▶ Saved entries
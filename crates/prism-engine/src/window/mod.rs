//! Window + runtime loop.
//!
//! Owns the `winit` EventLoop and the demo's window, and wires them to the
//! GPU layer.

mod runtime;
mod virtual_cursor;

pub use runtime::{Runtime, RuntimeConfig, RuntimeCtx};
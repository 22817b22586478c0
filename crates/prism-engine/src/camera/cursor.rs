/// Converts absolute cursor positions into per-event look offsets.
///
/// The first sample after construction (or after [`CursorTracker::reset`])
/// only seeds the last known position, so entering the window never produces
/// a jump. The vertical offset is inverted: screen Y grows downward while
/// pitch grows upward.
#[derive(Debug, Copy, Clone, Default, PartialEq)]
pub struct CursorTracker {
    last: Option<(f32, f32)>,
}

impl CursorTracker {
    pub const fn new() -> Self {
        Self { last: None }
    }

    /// Records a cursor position and returns `(x_offset, y_offset)` relative
    /// to the previous sample, or `None` for the seeding sample.
    pub fn offset(&mut self, x: f32, y: f32) -> Option<(f32, f32)> {
        self.last
            .replace((x, y))
            .map(|(last_x, last_y)| (x - last_x, last_y - y))
    }

    /// Forgets the last position; the next sample seeds again.
    ///
    /// Call when the pointer leaves the window or focus is lost.
    pub fn reset(&mut self) {
        self.last = None;
    }

    #[inline]
    pub fn is_seeded(&self) -> bool {
        self.last.is_some()
    }
}

#[cfg(test)]
mod tests {
    use super::*;

    #[test]
    fn first_sample_only_seeds() {
        let mut t = CursorTracker::new();
        assert!(!t.is_seeded());
        assert_eq!(t.offset(400.0, 300.0), None);
        assert!(t.is_seeded());
    }

    #[test]
    fn offsets_invert_vertical_axis() {
        let mut t = CursorTracker::new();
        let _ = t.offset(400.0, 300.0);
        // Cursor moved right and up on screen.
        assert_eq!(t.offset(410.0, 290.0), Some((10.0, 10.0)));
        // Right and down.
        assert_eq!(t.offset(415.0, 295.0), Some((5.0, -5.0)));
    }

    #[test]
    fn reset_rearms_seeding() {
        let mut t = CursorTracker::new();
        let _ = t.offset(0.0, 0.0);
        let _ = t.offset(5.0, 5.0);
        t.reset();
        // Far away re-entry must not produce a jump.
        assert_eq!(t.offset(1000.0, -1000.0), None);
        assert_eq!(t.offset(1001.0, -1000.0), Some((1.0, 0.0)));
    }
}

/// Keyboard key identifier.
///
/// Covers what the demos bind. Anything else arrives as `Key::Unknown` with
/// the platform key code.
#[derive(Debug, Copy, Clone, Eq, PartialEq, Hash)]
pub enum Key {
    Escape,
    Enter,
    Tab,
    Space,

    ArrowUp,
    ArrowDown,
    ArrowLeft,
    ArrowRight,

    Shift,
    Control,
    Alt,

    // Letters
    A, B, C, D, E, F, G, H, I, J, K, L, M,
    N, O, P, Q, R, S, T, U, V, W, X, Y, Z,

    // Digits
    Digit0, Digit1, Digit2, Digit3, Digit4,
    Digit5, Digit6, Digit7, Digit8, Digit9,

    Unknown(u32),
}

#[derive(Debug, Copy, Clone, Eq, PartialEq)]
pub enum KeyState {
    Pressed,
    Released,
}

#[derive(Debug, Copy, Clone, Eq, PartialEq, Hash)]
pub enum MouseButton {
    Left,
    Right,
    Middle,
    Other(u16),
}

#[derive(Debug, Copy, Clone, Eq, PartialEq)]
pub enum MouseButtonState {
    Pressed,
    Released,
}

/// Mouse wheel delta.
///
/// `Line` is notched wheel input; `Pixel` comes from touchpads.
#[derive(Debug, Copy, Clone, PartialEq)]
pub enum MouseWheelDelta {
    Line { x: f32, y: f32 },
    Pixel { x: f32, y: f32 },
}

impl MouseWheelDelta {
    /// Pixel deltas per wheel line when normalizing touchpad input.
    pub const PIXELS_PER_LINE: f32 = 40.0;

    /// Vertical delta in wheel lines (positive = away from the user).
    pub fn lines_y(self) -> f32 {
        match self {
            Self::Line { y, .. } => y,
            Self::Pixel { y, .. } => y / Self::PIXELS_PER_LINE,
        }
    }
}

/// Cursor position in logical pixels (origin top-left, +Y down).
///
/// While the cursor is grabbed the runtime reports a virtual position
/// accumulated from raw motion, which is unbounded.
#[derive(Debug, Copy, Clone, PartialEq)]
pub struct PointerMoveEvent {
    pub x: f32,
    pub y: f32,
}

#[derive(Debug, Copy, Clone, PartialEq)]
pub struct PointerButtonEvent {
    pub button: MouseButton,
    pub state: MouseButtonState,
}

/// Platform-agnostic input events emitted by the runtime.
#[derive(Debug, Clone, PartialEq)]
pub enum InputEvent {
    Key {
        key: Key,
        state: KeyState,
        /// True when the event is an OS key-repeat.
        repeat: bool,
    },

    PointerMoved(PointerMoveEvent),
    PointerButton(PointerButtonEvent),
    MouseWheel(MouseWheelDelta),

    /// Pointer left the window surface.
    PointerLeft,

    /// Window focus change.
    Focused(bool),
}
use wgpu::util::DeviceExt;

use super::vertex::Vertex;

/// Vertex data uploaded once, with an optional `u16` index buffer.
pub struct Mesh {
    vertex_buffer: wgpu::Buffer,
    vertex_count: u32,
    index_buffer: Option<(wgpu::Buffer, u32)>,
}

impl Mesh {
    pub fn new<V: Vertex>(device: &wgpu::Device, label: &str, vertices: &[V]) -> Self {
        Self {
            vertex_buffer: vertex_buffer(device, label, vertices),
            vertex_count: vertices.len() as u32,
            index_buffer: None,
        }
    }

    pub fn indexed<V: Vertex>(
        device: &wgpu::Device,
        label: &str,
        vertices: &[V],
        indices: &[u16],
    ) -> Self {
        debug_assert!(
            indices.iter().all(|&i| (i as usize) < vertices.len()),
            "index out of range in mesh `{label}`"
        );

        let index_buffer = device.create_buffer_init(&wgpu::util::BufferInitDescriptor {
            label: Some(&format!("{label} ibo")),
            contents: bytemuck::cast_slice(indices),
            usage: wgpu::BufferUsages::INDEX,
        });

        Self {
            vertex_buffer: vertex_buffer(device, label, vertices),
            vertex_count: vertices.len() as u32,
            index_buffer: Some((index_buffer, indices.len() as u32)),
        }
    }

    /// Binds the buffers to slot 0 and issues one draw.
    pub fn draw(&self, pass: &mut wgpu::RenderPass<'_>) {
        self.draw_instanced(pass, 0..1);
    }

    pub fn draw_instanced(&self, pass: &mut wgpu::RenderPass<'_>, instances: std::ops::Range<u32>) {
        pass.set_vertex_buffer(0, self.vertex_buffer.slice(..));
        match &self.index_buffer {
            Some((ibo, count)) => {
                pass.set_index_buffer(ibo.slice(..), wgpu::IndexFormat::Uint16);
                pass.draw_indexed(0..*count, 0, instances);
            }
            None => pass.draw(0..self.vertex_count, instances),
        }
    }

    pub fn vertex_count(&self) -> u32 {
        self.vertex_count
    }
}

fn vertex_buffer<V: Vertex>(device: &wgpu::Device, label: &str, vertices: &[V]) -> wgpu::Buffer {
    device.create_buffer_init(&wgpu::util::BufferInitDescriptor {
        label: Some(&format!("{label} vbo")),
        contents: bytemuck::cast_slice(vertices),
        usage: wgpu::BufferUsages::VERTEX,
    })
}
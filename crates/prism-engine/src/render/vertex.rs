//! Vertex formats used by the demos.
//!
//! Shader locations are fixed per attribute kind: 0 = position,
//! 1 = color or normal.

use bytemuck::{Pod, Zeroable};

/// A vertex type with a matching wgpu buffer layout.
pub trait Vertex: Pod {
    fn layout() -> wgpu::VertexBufferLayout<'static>;
}

#[repr(C)]
#[derive(Debug, Copy, Clone, PartialEq, Pod, Zeroable)]
pub struct PositionVertex {
    pub position: [f32; 3],
}

impl PositionVertex {
    const ATTRS: [wgpu::VertexAttribute; 1] = wgpu::vertex_attr_array![0 => Float32x3];

    pub const fn new(x: f32, y: f32, z: f32) -> Self {
        Self { position: [x, y, z] }
    }
}

impl Vertex for PositionVertex {
    fn layout() -> wgpu::VertexBufferLayout<'static> {
        wgpu::VertexBufferLayout {
            array_stride: std::mem::size_of::<Self>() as u64,
            step_mode: wgpu::VertexStepMode::Vertex,
            attributes: &Self::ATTRS,
        }
    }
}

#[repr(C)]
#[derive(Debug, Copy, Clone, PartialEq, Pod, Zeroable)]
pub struct ColorVertex {
    pub position: [f32; 3],
    pub color: [f32; 3],
}

impl ColorVertex {
    const ATTRS: [wgpu::VertexAttribute; 2] = wgpu::vertex_attr_array![
        0 => Float32x3, // position
        1 => Float32x3  // color
    ];
}

impl Vertex for ColorVertex {
    fn layout() -> wgpu::VertexBufferLayout<'static> {
        wgpu::VertexBufferLayout {
            array_stride: std::mem::size_of::<Self>() as u64,
            step_mode: wgpu::VertexStepMode::Vertex,
            attributes: &Self::ATTRS,
        }
    }
}

#[repr(C)]
#[derive(Debug, Copy, Clone, PartialEq, Pod, Zeroable)]
pub struct NormalVertex {
    pub position: [f32; 3],
    pub normal: [f32; 3],
}

impl NormalVertex {
    const ATTRS: [wgpu::VertexAttribute; 2] = wgpu::vertex_attr_array![
        0 => Float32x3, // position
        1 => Float32x3  // normal
    ];
}

impl Vertex for NormalVertex {
    fn layout() -> wgpu::VertexBufferLayout<'static> {
        wgpu::VertexBufferLayout {
            array_stride: std::mem::size_of::<Self>() as u64,
            step_mode: wgpu::VertexStepMode::Vertex,
            attributes: &Self::ATTRS,
        }
    }
}

#[cfg(test)]
mod tests {
    use super::*;

    #[test]
    fn strides_match_struct_sizes() {
        assert_eq!(PositionVertex::layout().array_stride, 12);
        assert_eq!(ColorVertex::layout().array_stride, 24);
        assert_eq!(NormalVertex::layout().array_stride, 24);
    }

    #[test]
    fn second_attribute_follows_position() {
        let layout = NormalVertex::layout();
        assert_eq!(layout.attributes[1].offset, 12);
        assert_eq!(layout.attributes[1].shader_location, 1);
    }
}
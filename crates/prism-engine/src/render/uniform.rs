use std::marker::PhantomData;

use bytemuck::Pod;
use wgpu::util::DeviceExt;

/// A single uniform value with its own bind group (one binding at slot 0).
pub struct UniformBuffer<T: Pod> {
    buffer: wgpu::Buffer,
    layout: wgpu::BindGroupLayout,
    bind_group: wgpu::BindGroup,
    _marker: PhantomData<T>,
}

impl<T: Pod> UniformBuffer<T> {
    pub fn new(device: &wgpu::Device, label: &str, visibility: wgpu::ShaderStages, initial: &T) -> Self {
        let buffer = device.create_buffer_init(&wgpu::util::BufferInitDescriptor {
            label: Some(&format!("{label} ubo")),
            contents: bytemuck::bytes_of(initial),
            usage: wgpu::BufferUsages::UNIFORM | wgpu::BufferUsages::COPY_DST,
        });

        let layout = device.create_bind_group_layout(&wgpu::BindGroupLayoutDescriptor {
            label: Some(&format!("{label} bgl")),
            entries: &[wgpu::BindGroupLayoutEntry {
                binding: 0,
                visibility,
                ty: wgpu::BindingType::Buffer {
                    ty: wgpu::BufferBindingType::Uniform,
                    has_dynamic_offset: false,
                    min_binding_size: wgpu::BufferSize::new(std::mem::size_of::<T>() as u64),
                },
                count: None,
            }],
        });

        let bind_group = device.create_bind_group(&wgpu::BindGroupDescriptor {
            label: Some(&format!("{label} bind group")),
            layout: &layout,
            entries: &[wgpu::BindGroupEntry {
                binding: 0,
                resource: buffer.as_entire_binding(),
            }],
        });

        Self {
            buffer,
            layout,
            bind_group,
            _marker: PhantomData,
        }
    }

    pub fn write(&self, queue: &wgpu::Queue, value: &T) {
        queue.write_buffer(&self.buffer, 0, bytemuck::bytes_of(value));
    }

    pub fn layout(&self) -> &wgpu::BindGroupLayout {
        &self.layout
    }

    pub fn bind_group(&self) -> &wgpu::BindGroup {
        &self.bind_group
    }
}
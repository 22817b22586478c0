use winit::window::Window;

use crate::device::{Gpu, SurfaceErrorAction};
use crate::input::{InputFrame, InputState};
use crate::paint::Color;
use crate::render::{RenderCtx, RenderTarget};
use crate::time::FrameTime;
use crate::window::RuntimeCtx;

use super::app::AppControl;

/// The window being drawn.
pub struct WindowCtx<'a> {
    pub window: &'a Window,
}

/// Per-frame context passed to `core::App::on_frame`.
///
/// Lifetimes:
/// - `'a` is the duration of the callback invocation
/// - `'w` is the window-borrow lifetime carried by `Gpu<'w>`
pub struct FrameCtx<'a, 'w> {
    pub window: WindowCtx<'a>,
    pub gpu: &'a mut Gpu<'w>,
    pub input: &'a InputState,
    pub input_frame: &'a InputFrame,
    pub time: FrameTime,
    pub runtime: &'a mut RuntimeCtx,
}

impl<'a, 'w> FrameCtx<'a, 'w> {
    /// Device, queue and attachment formats for creating resources mid-run.
    pub fn render_ctx(&self) -> RenderCtx<'_> {
        self.gpu.render_ctx()
    }

    /// Clears color (and depth, when the surface has one) to `clear` / 1.0,
    /// encoding `clear` for the surface format. Then calls `draw` with a ready
    /// [`RenderCtx`] and [`RenderTarget`] and presents the frame.
    ///
    /// Skips the frame while the window is minimized.
    pub fn render<F>(&mut self, clear: Color, draw: F) -> AppControl
    where
        F: FnOnce(&RenderCtx<'_>, &mut RenderTarget<'_>),
    {
        let size = self.gpu.size();
        if size.width == 0 || size.height == 0 {
            return AppControl::Continue;
        }

        let mut frame = match self.gpu.begin_frame() {
            Ok(f) => f,
            Err(err) => {
                return match self.gpu.handle_surface_error(err) {
                    SurfaceErrorAction::Fatal => AppControl::Exit,
                    _ => AppControl::Continue,
                };
            }
        };

        let gpu: &Gpu<'w> = &*self.gpu;
        let depth_view = gpu.depth_view();

        // Clear pass; dropped before the encoder is moved into submit().
        {
            let _rpass = frame.encoder.begin_render_pass(&wgpu::RenderPassDescriptor {
                label: Some("prism clear"),
                color_attachments: &[Some(wgpu::RenderPassColorAttachment {
                    view: &frame.view,
                    resolve_target: None,
                    ops: wgpu::Operations {
                        load: wgpu::LoadOp::Clear(clear.for_surface(gpu.surface_format()).to_wgpu()),
                        store: wgpu::StoreOp::Store,
                    },
                    depth_slice: None,
                })],
                depth_stencil_attachment: depth_view.map(|view| {
                    wgpu::RenderPassDepthStencilAttachment {
                        view,
                        depth_ops: Some(wgpu::Operations {
                            load: wgpu::LoadOp::Clear(1.0),
                            store: wgpu::StoreOp::Store,
                        }),
                        stencil_ops: None,
                    }
                }),
                timestamp_writes: None,
                occlusion_query_set: None,
                multiview_mask: None,
            });
        }

        let rctx = gpu.render_ctx();

        // RenderTarget borrows frame.encoder; dropped before submit() takes frame.
        {
            let mut target = RenderTarget::new(&mut frame.encoder, &frame.view, depth_view);
            draw(&rctx, &mut target);
        }

        self.window.window.pre_present_notify();
        gpu.submit(frame);

        AppControl::Continue
    }
}
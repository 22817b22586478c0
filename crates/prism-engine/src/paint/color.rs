/// Linear RGBA color (straight alpha).
#[derive(Debug, Copy, Clone, Default, PartialEq)]
pub struct Color {
    pub r: f32,
    pub g: f32,
    pub b: f32,
    pub a: f32,
}

impl Color {
    pub const BLACK: Self = Self::rgb(0.0, 0.0, 0.0);
    pub const WHITE: Self = Self::rgb(1.0, 1.0, 1.0);

    #[inline]
    pub const fn rgba(r: f32, g: f32, b: f32, a: f32) -> Self {
        Self { r, g, b, a }
    }

    #[inline]
    pub const fn rgb(r: f32, g: f32, b: f32) -> Self {
        Self::rgba(r, g, b, 1.0)
    }

    /// Color from sRGB-encoded components in `[0, 1]`, converted to linear.
    ///
    /// Use this for colors picked by eye; an sRGB surface re-encodes them on
    /// write so they show up as written.
    pub fn from_srgb(r: f32, g: f32, b: f32) -> Self {
        Self::rgb(srgb_to_linear(r), srgb_to_linear(g), srgb_to_linear(b))
    }

    pub fn from_srgb_u8(r: u8, g: u8, b: u8) -> Self {
        Self::from_srgb(r as f32 / 255.0, g as f32 / 255.0, b as f32 / 255.0)
    }

    /// Values to write into a surface of `format`.
    ///
    /// sRGB surfaces encode on write and take linear values as is; other
    /// formats store raw values, so the color is sRGB-encoded here.
    pub fn for_surface(self, format: wgpu::TextureFormat) -> Self {
        if format.is_srgb() {
            return self;
        }
        Self::rgba(
            linear_to_srgb(self.r),
            linear_to_srgb(self.g),
            linear_to_srgb(self.b),
            self.a,
        )
    }

    #[inline]
    pub fn to_array(self) -> [f32; 4] {
        [self.r, self.g, self.b, self.a]
    }

    #[inline]
    pub fn to_wgpu(self) -> wgpu::Color {
        wgpu::Color {
            r: self.r as f64,
            g: self.g as f64,
            b: self.b as f64,
            a: self.a as f64,
        }
    }
}

fn srgb_to_linear(c: f32) -> f32 {
    if c <= 0.04045 {
        c / 12.92
    } else {
        ((c + 0.055) / 1.055).powf(2.4)
    }
}

fn linear_to_srgb(c: f32) -> f32 {
    if c <= 0.0031308 {
        c * 12.92
    } else {
        1.055 * c.powf(1.0 / 2.4) - 0.055
    }
}

#[cfg(test)]
mod tests {
    use super::*;

    #[test]
    fn srgb_endpoints_are_preserved() {
        assert_eq!(Color::from_srgb_u8(0, 0, 0), Color::BLACK);
        let white = Color::from_srgb_u8(255, 255, 255);
        assert!((white.r - 1.0).abs() < 1e-6);
    }

    #[test]
    fn srgb_surface_takes_linear_values() {
        let teal = Color::from_srgb(0.2, 0.3, 0.3);
        assert_eq!(teal.for_surface(wgpu::TextureFormat::Bgra8UnormSrgb), teal);
    }

    #[test]
    fn unorm_surface_gets_the_authored_srgb_values() {
        let orange = Color::from_srgb(1.0, 0.5, 0.2).for_surface(wgpu::TextureFormat::Bgra8Unorm);
        assert!((orange.r - 1.0).abs() < 1e-5);
        assert!((orange.g - 0.5).abs() < 1e-5);
        assert!((orange.b - 0.2).abs() < 1e-5);
        assert_eq!(orange.a, 1.0);
    }

    #[test]
    fn srgb_midtone_is_darker_in_linear() {
        let c = Color::from_srgb_u8(128, 128, 128);
        assert!(c.r > 0.2 && c.r < 0.23);
    }
}
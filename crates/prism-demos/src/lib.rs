//! Helpers shared by the demo binaries.

use prism_engine::camera::{Camera, FlyControls};
use prism_engine::core::FrameCtx;
use prism_engine::input::{Key, MouseButton};

/// Applies one frame of fly-camera input.
///
/// Tab toggles the cursor grab. Mouse-look is active while the cursor is
/// grabbed, or while the left button is held when it is not.
pub fn drive_fly_camera(ctx: &mut FrameCtx<'_, '_>, controls: &mut FlyControls, camera: &mut Camera) {
    if ctx.input_frame.key_pressed(Key::Tab) {
        let grab = !ctx.runtime.cursor_grabbed();
        ctx.runtime.set_cursor_grab(grab);
    }

    let look = ctx.runtime.cursor_grabbed() || ctx.input.button_down(MouseButton::Left);
    controls.set_mouse_look(look);
    controls.update(camera, ctx.input, ctx.input_frame, ctx.time.dt);
}

/// Window title with the camera pose, e.g. `lit cube | (0.0, 1.5, 7.0) yaw -90 pitch -10 fov 45`.
pub fn pose_title(name: &str, camera: &Camera) -> String {
    let p = camera.position();
    format!(
        "{name} | ({:.1}, {:.1}, {:.1}) yaw {:.0} pitch {:.0} fov {:.0}",
        p.x,
        p.y,
        p.z,
        camera.yaw(),
        camera.pitch(),
        camera.zoom()
    )
}

#[cfg(test)]
mod tests {
    use super::*;
    use glam::Vec3;

    #[test]
    fn title_shows_pose() {
        let camera = Camera::new(Vec3::new(0.0, 1.5, 7.0)).with_orientation(-90.0, -10.0);
        assert_eq!(
            pose_title("lit cube", &camera),
            "lit cube | (0.0, 1.5, 7.0) yaw -90 pitch -10 fov 45"
        );
    }
}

▶ WHAT THIS TASK INVOLVES
Repeat the entries above exactly, beginning at their first line and ending with the line that contains "The first sample", with nothing added.

▶ TASK SOLUTION
filename crates/prism-engine/src/window/mod.rs
//! Window + runtime loop.
//!
//! Owns the `winit` EventLoop and the demo's window, and wires them to the
//! GPU layer.

mod runtime;
mod virtual_cursor;

pub use runtime::{Runtime, RuntimeConfig, RuntimeCtx};
repository 22817b22586478c0
filename crates/prism-engine/src/camera/cursor.rs
/// Converts absolute cursor positions into per-event look offsets.
///
/// The first sample after construction (or after [`CursorTracker::reset`])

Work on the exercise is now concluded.